**INFORMATION GIVEN:**
######
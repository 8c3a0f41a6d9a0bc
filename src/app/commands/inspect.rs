//! Read-only views of the resolved build: the variable file and the target list.

use std::path::Path;

use crate::app::commands::build::render_build_vars;
use crate::domain::{AppError, TargetDecl};
use crate::services::ProjectTree;

/// Variable file content a build of `root` would hand to make.
pub fn vars(root: &Path, color: bool) -> Result<String, AppError> {
    let tree = ProjectTree::discover(root)?;
    render_build_vars(&tree, color)
}

/// Targets declared across all `Rules.mk` files, in scan order.
pub fn targets(root: &Path) -> Result<Vec<TargetDecl>, AppError> {
    ProjectTree::discover(root)?.scan_targets()
}
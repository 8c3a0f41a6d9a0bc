mod make_runner;

pub use make_runner::{MakeExit, MakeRunner};
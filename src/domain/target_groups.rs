//! Static object-type tables.
//!
//! Source file extensions and explicit object types map onto a closed set of
//! target groups. The tables are plain data; lookups are case-insensitive.

use std::fmt;

/// Object category understood by the build pipeline.
#[derive(Debug, Clone, Copy, PartialEq, Eq, Hash, PartialOrd, Ord)]
pub enum TargetGroup {
    Trg,
    Dta,
    Sql,
    Bndd,
    Pf,
    Lf,
    Dspf,
    Prtf,
    Cmd,
    Module,
    Srvpgm,
    Pgm,
    Menu,
    Pnlgrp,
    Qmqry,
    Wscst,
    Msg,
}

impl TargetGroup {
    pub const ALL: [TargetGroup; 17] = [
        TargetGroup::Trg,
        TargetGroup::Dta,
        TargetGroup::Sql,
        TargetGroup::Bndd,
        TargetGroup::Pf,
        TargetGroup::Lf,
        TargetGroup::Dspf,
        TargetGroup::Prtf,
        TargetGroup::Cmd,
        TargetGroup::Module,
        TargetGroup::Srvpgm,
        TargetGroup::Pgm,
        TargetGroup::Menu,
        TargetGroup::Pnlgrp,
        TargetGroup::Qmqry,
        TargetGroup::Wscst,
        TargetGroup::Msg,
    ];

    pub fn as_str(&self) -> &'static str {
        match self {
            TargetGroup::Trg => "TRG",
            TargetGroup::Dta => "DTA",
            TargetGroup::Sql => "SQL",
            TargetGroup::Bndd => "BNDD",
            TargetGroup::Pf => "PF",
            TargetGroup::Lf => "LF",
            TargetGroup::Dspf => "DSPF",
            TargetGroup::Prtf => "PRTF",
            TargetGroup::Cmd => "CMD",
            TargetGroup::Module => "MODULE",
            TargetGroup::Srvpgm => "SRVPGM",
            TargetGroup::Pgm => "PGM",
            TargetGroup::Menu => "MENU",
            TargetGroup::Pnlgrp => "PNLGRP",
            TargetGroup::Qmqry => "QMQRY",
            TargetGroup::Wscst => "WSCST",
            TargetGroup::Msg => "MSG",
        }
    }

    /// Target group for a source file extension such as `PGM.RPGLE` or `sqlprc`.
    pub fn from_file_extension(extension: &str) -> Option<TargetGroup> {
        lookup(FILE_TARGET_GROUPS, extension)
    }

    /// Target group for an object type such as `SRVPGM` or `file`.
    pub fn from_object_type(object_type: &str) -> Option<TargetGroup> {
        lookup(OBJECT_TYPE_TARGET_GROUPS, object_type)
    }

    /// Classify a `Rules.mk` target identifier (`HELLO.PGM`) by its object-type suffix.
    pub fn classify_target(identifier: &str) -> Option<TargetGroup> {
        let (_, object_type) = identifier.rsplit_once('.')?;
        Self::from_object_type(object_type)
    }
}

impl fmt::Display for TargetGroup {
    fn fmt(&self, f: &mut fmt::Formatter<'_>) -> fmt::Result {
        f.write_str(self.as_str())
    }
}

const FILE_TARGET_GROUPS: &[(&str, TargetGroup)] = &[
    ("PGM.SQLRPGLE", TargetGroup::Pgm),
    ("PGM.RPGLE", TargetGroup::Pgm),
    ("PGM.CLLE", TargetGroup::Pgm),
    ("PGM.C", TargetGroup::Pgm),
    ("CMDSRC", TargetGroup::Cmd),
    ("DSPF", TargetGroup::Dspf),
    ("LF", TargetGroup::Lf),
    ("PF", TargetGroup::Pf),
    ("PRTF", TargetGroup::Prtf),
    ("FILE", TargetGroup::Pf),
    ("MENUSRC", TargetGroup::Menu),
    ("C", TargetGroup::Module),
    ("RPGLE", TargetGroup::Module),
    ("CLLE", TargetGroup::Module),
    ("SQLC", TargetGroup::Module),
    ("SQLRPGLE", TargetGroup::Module),
    ("MODULE", TargetGroup::Pgm),
    ("CBL", TargetGroup::Pgm),
    ("CBLLE", TargetGroup::Pgm),
    ("RPG", TargetGroup::Pgm),
    ("ILEPGM", TargetGroup::Pgm),
    ("PNLGRPSRC", TargetGroup::Pnlgrp),
    ("SQL", TargetGroup::Qmqry),
    ("BND", TargetGroup::Srvpgm),
    ("ILESRVPGM", TargetGroup::Srvpgm),
    ("BNDDIR", TargetGroup::Bndd),
    ("DTA", TargetGroup::Dta),
    ("DTAARA", TargetGroup::Dta),
    ("SYSTRG", TargetGroup::Trg),
    ("SQLPRC", TargetGroup::Sql),
    ("TABLE", TargetGroup::Sql),
    ("VIEW", TargetGroup::Sql),
    ("SQLSEQ", TargetGroup::Sql),
    ("SQLUDF", TargetGroup::Sql),
    ("SQLTRG", TargetGroup::Sql),
    ("MSGF", TargetGroup::Msg),
    ("WSCSTSRC", TargetGroup::Wscst),
];

// DTAARA targets come from SQL sequences, so they build with the SQL group.
const OBJECT_TYPE_TARGET_GROUPS: &[(&str, TargetGroup)] = &[
    ("CMD", TargetGroup::Cmd),
    ("FILE", TargetGroup::Pf),
    ("MENU", TargetGroup::Menu),
    ("MODULE", TargetGroup::Module),
    ("PGM", TargetGroup::Pgm),
    ("PNLGRP", TargetGroup::Pnlgrp),
    ("QMQRY", TargetGroup::Qmqry),
    ("BNDD", TargetGroup::Bndd),
    ("DTA", TargetGroup::Dta),
    ("DTAARA", TargetGroup::Sql),
    ("SRVPGM", TargetGroup::Srvpgm),
    ("MSGF", TargetGroup::Msg),
    ("WSCST", TargetGroup::Wscst),
    ("TRG", TargetGroup::Trg),
];

/// Source file extension to the object type the file compiles into.
const FILE_OBJECT_TYPES: &[(&str, &str)] = &[
    ("PGM.SQLRPGLE", "PGM"),
    ("PGM.RPGLE", "PGM"),
    ("PGM.CLLE", "PGM"),
    ("PGM.C", "PGM"),
    ("CMDSRC", "CMD"),
    ("DSPF", "FILE"),
    ("LF", "FILE"),
    ("PF", "FILE"),
    ("PRTF", "FILE"),
    ("MENUSRC", "MENU"),
    ("MENU", "MENU"),
    ("C", "MODULE"),
    ("RPGLE", "MODULE"),
    ("CLLE", "MODULE"),
    ("SQLC", "MODULE"),
    ("SQLRPGLE", "MODULE"),
    ("MODULE", "PGM"),
    ("CBL", "PGM"),
    ("CBLLE", "PGM"),
    ("RPG", "PGM"),
    ("ILEPGM", "PGM"),
    ("PNLGRPSRC", "PNLGRP"),
    ("PNLGRP", "PNLGRP"),
    ("SQL", "QMQRY"),
    ("BND", "SRVPGM"),
    ("ILESRVPGM", "SRVPGM"),
    ("BNDDIR", "BNDD"),
    ("DTAARA", "DTA"),
    ("SYSTRG", "PGM"),
    ("SQLPRC", "PGM"),
    ("TABLE", "FILE"),
    ("VIEW", "FILE"),
    ("SQLSEQ", "DTAARA"),
    ("SQLUDF", "SRVPGM"),
    ("SQLTRG", "PGM"),
    ("MSGF", "MSGF"),
    ("WSCSTSRC", "WSCST"),
];

fn lookup<T: Copy>(table: &[(&str, T)], key: &str) -> Option<T> {
    table.iter().find(|(k, _)| k.eq_ignore_ascii_case(key)).map(|(_, v)| *v)
}

/// Object type a source file extension compiles into.
pub fn object_type_for_extension(extension: &str) -> Option<&'static str> {
    lookup(FILE_OBJECT_TYPES, extension)
}

/// Largest number of dot-separated parts in any known source extension.
pub fn max_extension_parts() -> usize {
    FILE_OBJECT_TYPES.iter().map(|(ext, _)| ext.split('.').count()).max().unwrap_or(1)
}

/// Derive the `Rules.mk` target name a source file builds.
///
/// The longest known extension wins, so `hello.pgm.rpgle` yields `HELLO.PGM`
/// while `hello.rpgle` yields `HELLO.MODULE`.
pub fn target_for_source(file_name: &str) -> Option<String> {
    let parts: Vec<&str> = file_name.split('.').collect();
    let longest = max_extension_parts().min(parts.len().saturating_sub(1));

    (1..=longest).rev().find_map(|ext_len| {
        let split = parts.len() - ext_len;
        let object_type = object_type_for_extension(&parts[split..].join("."))?;
        let stem = parts[..split].join(".");
        if stem.is_empty() {
            return None;
        }
        Some(format!("{}.{}", stem.to_uppercase(), object_type))
    })
}

#[cfg(test)]
mod tests {
    use super::*;

    #[test]
    fn extensions_are_case_insensitive() {
        assert_eq!(TargetGroup::from_file_extension("rpgle"), Some(TargetGroup::Module));
        assert_eq!(TargetGroup::from_file_extension("Pgm.Rpgle"), Some(TargetGroup::Pgm));
        assert_eq!(TargetGroup::from_file_extension("txt"), None);
    }

    #[test]
    fn sequences_build_as_sql_data_areas() {
        assert_eq!(object_type_for_extension("sqlseq"), Some("DTAARA"));
        assert_eq!(TargetGroup::from_object_type("DTAARA"), Some(TargetGroup::Sql));
    }

    #[test]
    fn classify_uses_object_suffix() {
        assert_eq!(TargetGroup::classify_target("HELLO.PGM"), Some(TargetGroup::Pgm));
        assert_eq!(TargetGroup::classify_target("UTILS.SRVPGM"), Some(TargetGroup::Srvpgm));
        assert_eq!(TargetGroup::classify_target("all"), None);
        assert_eq!(TargetGroup::classify_target("NOTES.TXT"), None);
    }

    #[test]
    fn every_group_is_reachable_from_a_table() {
        for group in TargetGroup::ALL {
            assert!(
                FILE_TARGET_GROUPS.iter().any(|(_, g)| *g == group),
                "{group} has no source extension"
            );
        }
    }

    #[test]
    fn max_extension_parts_covers_compound_extensions() {
        assert_eq!(max_extension_parts(), 2);
    }

    #[test]
    fn target_for_source_prefers_longest_extension() {
        assert_eq!(target_for_source("hello.pgm.rpgle").as_deref(), Some("HELLO.PGM"));
        assert_eq!(target_for_source("hello.rpgle").as_deref(), Some("HELLO.MODULE"));
        assert_eq!(target_for_source("cust.table").as_deref(), Some("CUST.FILE"));
        assert_eq!(target_for_source("my.util.sqlprc").as_deref(), Some("MY.UTIL.PGM"));
    }

    #[test]
    fn target_for_source_rejects_unknown_or_bare_names() {
        assert_eq!(target_for_source("README.md"), None);
        assert_eq!(target_for_source("rpgle"), None);
        assert_eq!(target_for_source(".rpgle"), None);
    }
}
pub mod asset;
pub mod context;
pub mod error;
pub mod service;

pub use asset::{AssetEntry, Record};
pub use context::TxContext;
pub use error::{AssetError, AssetResult};
pub use service::AssetService;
######
**PROBLEM DESCRIPTION:** Search the entries for the word "ILESRVPGM" and pick out every line that holds it.

**WRITTEN ANSWER:**
    ("ILESRVPGM", TargetGroup::Srvpgm),
    ("ILESRVPGM", "SRVPGM"),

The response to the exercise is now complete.